Todavia, enquanto algumas atividades domésticas e de saúde estão sendo restringidas, porque a chegada da pandemia obrigou muita gente a ficar isolada de amigos e alguns familiares, tudo virou de ponta-cabeça, outras vão por caminhos distintos como o uso da internet, um santo remédio para aliviar o distanciamento espacial. Vale lembrar que a comunidade digital já havia liquidado o distanciamento espacial antes mesmo da chegada da pandemia. Embora anteriormente, antes do Covid-19, a internet favorecia (e ainda favorece, creio; ela apenas está mascarada pela face do vírus) a comunidade digital a manter-se afastada um do outro, longe do contato real. O distanciamento opcional (leia-se: o contato virtual),  visto benfazejo por alguns, veio como baluarte do contraponto sem rosto, estratagema bem-vindo, já que o papo entre pessoas, quando desagradável a uma das partes, pode ser rapidamente cortado (ou bloqueado) sem que haja qualquer risco iminente de agressão cara a cara. É fato que estas novas possiblidades criam certas problemáticas, entre as quais, anonimidade (ou o sem rosto) que abre caminho para o desrespeito entre pessoas.

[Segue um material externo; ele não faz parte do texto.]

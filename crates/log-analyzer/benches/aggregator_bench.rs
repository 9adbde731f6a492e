//! 집계기 벤치마크
//!
//! 라인 유형별 ingest 비용과 리포트 렌더링 비용을 측정합니다.

use criterion::{black_box, criterion_group, criterion_main, Criterion, Throughput};
use chatfood_log_analyzer::{ReportRenderer, StatisticsAggregator};

/// 모든 추출기와 에러 매처를 거치는 라인
const FULL_LINE: &str =
    "2024-01-15 12:00:00 ERROR API 호출 API: recommend 소요시간: 1200ms Failed to connect upstream";

/// 어떤 패턴에도 걸리지 않는 라인
const PLAIN_LINE: &str = "stack trace continuation at com.chatfood.service.RecommendationService";

/// 사용자 액션 라인
const ACTION_LINE: &str = "2024-01-15 12:00:01 INFO 사용자 액션 - 액션: login userId=42";

fn bench_ingest(c: &mut Criterion) {
    let mut group = c.benchmark_group("ingest");
    group.throughput(Throughput::Elements(1));

    for (name, line) in [
        ("full_line", FULL_LINE),
        ("plain_line", PLAIN_LINE),
        ("action_line", ACTION_LINE),
    ] {
        group.bench_function(name, |b| {
            let mut aggregator = StatisticsAggregator::new().unwrap();
            b.iter(|| aggregator.ingest(black_box(line)))
        });
    }

    // 1000건 혼합 처리량
    group.throughput(Throughput::Elements(1000));
    group.bench_function("mixed_throughput_1000", |b| {
        b.iter(|| {
            let mut aggregator = StatisticsAggregator::new().unwrap();
            for i in 0..1000 {
                let line = match i % 3 {
                    0 => FULL_LINE,
                    1 => PLAIN_LINE,
                    _ => ACTION_LINE,
                };
                aggregator.ingest(black_box(line));
            }
            aggregator.into_statistics()
        })
    });

    group.finish();
}

fn bench_render(c: &mut Criterion) {
    let mut aggregator = StatisticsAggregator::new().unwrap();
    for _ in 0..10_000 {
        aggregator.ingest(FULL_LINE);
        aggregator.ingest(ACTION_LINE);
    }
    let stats = aggregator.into_statistics();
    let renderer = ReportRenderer::default();

    c.bench_function("render_text_report", |b| {
        b.iter(|| renderer.render_to_string(black_box(&stats)))
    });
}

criterion_group!(benches, bench_ingest, bench_render);
criterion_main!(benches);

A despeito destas problemáticas trazidas pela internet, e olhando de um ponto de vista mais otimista, a rede está amenizando os efeitos do distanciamento. Os smartphones estão sendo mais úteis do que já eram, não é de se admirar que os idosos estão cada vez mais utilizando dos aparelhos como meio para aliviar o estresse causado pelo confinamento.  A comunicação digital, que já vinha crescendo há alguns anos, teve aumento considerável. A compra de equipamentos eletrônicos cresceu nos últimos meses. Na Europa, em plena pandemia, a venda de webcam cresceu mais de 295%, a de monitores atingiu 120%. Em relatório, a empresa Logitech divulgou aumentou de 14% nas vendas dos seus equipamentos no ano fiscal de 2020, o relatório fazia comparações com o mesmo período do ano 2019.  Recentemente as gigantes da internet, Amazon, Facebook, as plataformas de streaming, entre outras, tiveram crescimento acelerado nestes períodos.

Diante destes momentos transloucados, a abertura de uma janela virtual alivia a agonia, cria mecanismo para exercermos nossas funções labutaria, mas não nos tira a responsabilidade de seguirmos uma trajetória de ações que venham a priorizar a nossa saúde e a saúde de outrem. Devemos utilizar esta tecnologia para o bem da comunidade, e não para causar maiores danos com propagações de notícias falsas, ou mesmo o descontrole emocional que venha afetar a outra pessoa conectada. A vida lá fora, com o Covid-19, já está bastante conturbada, portanto, não torne ainda mais tumultuada o ambiente jogando dejetos pela janela.